例えば若い頃に視力が良くてメガネが全くいらない生活だった方が、単焦点眼内レンズによる白内障手術を受けた場合には、若かった頃のような見え方にはならず、ピントの合っていない距離をはっきり見るためのメガネが必要になります。
それに対して多焦点眼内レンズを使用した白内障手術では遠く、中間距離、近くの全ての距離に同時にピントが合うようになるのがメリットです。
多焦点眼内レンズによる白内障術後はほとんどの場合、メガネをかけることはほとんどなくなります。
多焦点眼内レンズによる手術を受ければ老眼鏡もいらなくなりますか?
基本的に多焦点眼内レンズによる白内障手術ではメガネを要らなくすることをゴールにします。
多焦点眼内レンズは近くにも焦点を合わせられるので、術後は多くの場合が老眼鏡のようなメガネをかけなくても手元がはっきり見えるようになります。手術の前は文字が見にくくなって長時間の読書ができなくなったのが手術後は昔のように読書が楽しめるようになった、料理をするときの手元が見やすくなって助かったと多焦点眼内レンズを挿入した患者さんはおっしゃっています。家の中のゴミが見えやすくなって1日中掃除をしている、お化粧もしやすくなって外出の機会が増えた、ピアノやオルガンの楽譜が見えやすくなった、お裁縫ができるようになったという女性もいらっしゃいます。
多焦点眼内レンズには、2つの距離にピントが合う2焦点眼内レンズと3つにピントが合う3焦点眼内レンズやハイブリッド型多焦点レンズ(連続焦点型眼内レンズ)があります。2焦点の場合は遠方と近距離の二箇所にピントが合っていましたが、3焦点やハイブリッド型の場合はそれに加えて中間距離にもピントが合うよう改良されています。
中間距離は目の前から70センチほどの場所です。パソコンのモニター、カーナビ、台所仕事などはこの中間距離にあたります。
大宮七里眼科では2022年5月現在は全例に3焦点眼内レンズやハイブリッド型多焦点レンズ(連続焦点型眼内レンズ)を使用しています。
ただし多焦点眼内レンズを使用しても100%メガネが不要になるとはいえず、低い可能性ではありますがメガネが必要になる場合もあります。

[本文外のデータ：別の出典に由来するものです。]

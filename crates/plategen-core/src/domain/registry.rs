//! Template layout registry.
//!
//! Each plate template is described exactly once by its [`TemplateConfig`]:
//! which source script it renders, where the code and number glyphs sit, how
//! big they are, and which codes the template accepts. All layout decisions
//! are table lookups; no geometry is computed here.
//!
//! # Two-branch rules
//!
//! A two-character code is visually wider than a one-character code, so some
//! templates shrink and shift it. Those fields are [`BranchRule`]s keyed on
//! [`is_multi_char`], and every rule uses that one threshold.
//!
//! # Adding a New Template
//!
//! 1. Add a variant to `TemplateId` in `value_objects.rs`
//! 2. Add one `static` [`TemplateConfig`] below and its arm in [`lookup`]
//! 3. Nothing else. Validation, layout and composition derive from the table

use crate::domain::error::DomainError;
use crate::domain::value_objects::{CodeAlphabet, Point, TemplateId};

// ── Rules ────────────────────────────────────────────────────────────────────

/// Whether a code of `code_len` characters takes the adjusted branch.
pub const fn is_multi_char(code_len: usize) -> bool {
    code_len > 1
}

/// A value that depends on whether the plate code has one or more characters.
#[derive(Debug, Clone, Copy, PartialEq)]
pub struct BranchRule<T> {
    /// Used for one-character codes (the template's base value).
    pub single: T,
    /// Used for codes of two or more characters (the adjusted value).
    pub multi: T,
}

impl<T: Copy> BranchRule<T> {
    pub const fn new(single: T, multi: T) -> Self {
        Self { single, multi }
    }

    /// Same value regardless of code length.
    pub const fn fixed(value: T) -> Self {
        Self {
            single: value,
            multi: value,
        }
    }

    pub fn pick(&self, code_len: usize) -> T {
        if is_multi_char(code_len) {
            self.multi
        } else {
            self.single
        }
    }
}

/// Which plate codes a template accepts.
#[derive(Debug, Clone, Copy, PartialEq, Eq)]
pub struct CodeRule {
    pub alphabet: CodeAlphabet,
    pub min_len: usize,
    pub max_len: usize,
}

impl CodeRule {
    /// Check an already upper-cased code. The error is a human reason.
    pub fn check(&self, code: &str) -> Result<(), String> {
        let len = code.chars().count();
        if len < self.min_len || len > self.max_len {
            return Err(format!("expected {}, got {len} characters", self.describe()));
        }
        if !code.chars().all(|c| self.alphabet.accepts(c)) {
            return Err(format!("expected {}", self.describe()));
        }
        Ok(())
    }

    pub fn describe(&self) -> String {
        let unit = match self.alphabet {
            CodeAlphabet::Letters => "letter",
            CodeAlphabet::Digits => "digit",
        };
        if self.min_len == self.max_len {
            let plural = if self.min_len == 1 { "" } else { "s" };
            format!("exactly {} {unit}{plural}", self.min_len)
        } else {
            format!("{} to {} {unit}s", self.min_len, self.max_len)
        }
    }
}

// ── Template definitions ─────────────────────────────────────────────────────

/// Everything the pipeline needs to know about one template.
#[derive(Debug, Clone, Copy)]
pub struct TemplateConfig {
    pub id: TemplateId,

    /// Display name shown to users.
    pub label: &'static str,

    /// File name of the base OpenSCAD script, resolved by a `ScriptStore`.
    pub source_script: &'static str,

    /// Where the code glyphs are anchored.
    pub code_position: BranchRule<Point>,

    /// Font size of the code glyphs.
    pub code_size: BranchRule<f64>,

    /// Where the number glyphs are anchored.
    pub number_position: Point,

    /// Font size of the number glyphs.
    pub number_size: f64,

    /// Vertical (z) offset shared by code and number glyphs.
    pub baseline: f64,

    pub code_rule: CodeRule,

    /// Longest plate number the plate face has room for.
    pub max_number_digits: usize,
}

const LETTER_CODES: CodeRule = CodeRule {
    alphabet: CodeAlphabet::Letters,
    min_len: 1,
    max_len: 2,
};

const NUMBER_SIZE: f64 = 12.0;
const BASELINE: f64 = 2.95;
const MAX_NUMBER_DIGITS: usize = 5;

static DUBAI_NEW: TemplateConfig = TemplateConfig {
    id: TemplateId::DubaiNew,
    label: "Dubai Plate - New",
    source_script: "dubai_new.scad",
    code_position: BranchRule::new(Point::new(15.0, 10.0), Point::new(16.0, 10.0)),
    code_size: BranchRule::new(12.0, 7.0),
    number_position: Point::new(46.5, 10.0),
    number_size: NUMBER_SIZE,
    baseline: BASELINE,
    code_rule: LETTER_CODES,
    max_number_digits: MAX_NUMBER_DIGITS,
};

static DUBAI_OLD: TemplateConfig = TemplateConfig {
    id: TemplateId::DubaiOld,
    label: "Dubai Plate - Old",
    source_script: "dubai_old.scad",
    code_position: BranchRule::new(Point::new(16.5, 10.0), Point::new(18.5, 10.0)),
    code_size: BranchRule::new(12.0, 9.0),
    number_position: Point::new(45.5, 10.0),
    number_size: NUMBER_SIZE,
    baseline: BASELINE,
    code_rule: LETTER_CODES,
    max_number_digits: MAX_NUMBER_DIGITS,
};

static DUBAI_NEW_SMALL: TemplateConfig = TemplateConfig {
    id: TemplateId::DubaiNewSmall,
    label: "Dubai Plate - New Small",
    source_script: "dubai_new_sm.scad",
    code_position: BranchRule::new(Point::new(28.5, 5.4), Point::new(29.8, 5.4)),
    code_size: BranchRule::fixed(5.2),
    number_position: Point::new(44.0, 10.0),
    number_size: NUMBER_SIZE,
    baseline: BASELINE,
    code_rule: LETTER_CODES,
    max_number_digits: MAX_NUMBER_DIGITS,
};

static SHARJAH_OLD: TemplateConfig = TemplateConfig {
    id: TemplateId::SharjahOld,
    label: "Sharjah Plate - Old",
    source_script: "sharjah_old.scad",
    code_position: BranchRule::fixed(Point::new(15.0, 10.0)),
    code_size: BranchRule::fixed(10.0),
    number_position: Point::new(46.5, 10.0),
    number_size: NUMBER_SIZE,
    baseline: BASELINE,
    code_rule: CodeRule {
        alphabet: CodeAlphabet::Digits,
        min_len: 1,
        max_len: 1,
    },
    max_number_digits: MAX_NUMBER_DIGITS,
};

/// Single source of truth for template layouts, in display order.
pub static TEMPLATE_REGISTRY: &[&TemplateConfig] =
    &[&DUBAI_NEW, &DUBAI_NEW_SMALL, &DUBAI_OLD, &SHARJAH_OLD];

// ── Lookup ───────────────────────────────────────────────────────────────────

/// Configuration for a typed template id. Total: the match is exhaustive.
pub fn lookup(id: TemplateId) -> &'static TemplateConfig {
    match id {
        TemplateId::DubaiNew => &DUBAI_NEW,
        TemplateId::DubaiOld => &DUBAI_OLD,
        TemplateId::DubaiNewSmall => &DUBAI_NEW_SMALL,
        TemplateId::SharjahOld => &SHARJAH_OLD,
    }
}

/// Configuration for a template identifier string.
pub fn find(name: &str) -> Result<&'static TemplateConfig, DomainError> {
    name.parse::<TemplateId>().map(lookup)
}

私はほぼ毎日運転するので、3焦点のレンズを検討しようと思いますが、多焦点レンズのデメリットはありますか?
多焦点眼内レンズによる手術の直後は、夜間の車のライトのまわりに光の輪が見えるハローや、光がにじんで見えるグレアという現象を自覚することがあります。
ハローやグリアの感じ方には個人差があり、気になる方もいますが、まったく気にならない方もいます。
しかし多くの場合は手術後3か月から1年ほどでほとんど意識しなくなるレベルまで適応することが多いと言われており、夜間の車の運転にもほとんどの場合も支障はありません。
また、多焦点眼内レンズでは暗所でのコントラスト感度がごくわずか単焦点眼内レンズよりも劣ると言われています。ただし明所でのコントラスト感度はほぼ同等ですので、日常生活で支障のある場合はほとんどありません。
またこれは単焦点眼内レンズのピントの合っている距離だけでの比較の話ですので、単焦点眼内レンズでピントの合っていない距離ではかなりぼやけて見えることに変わりはありません。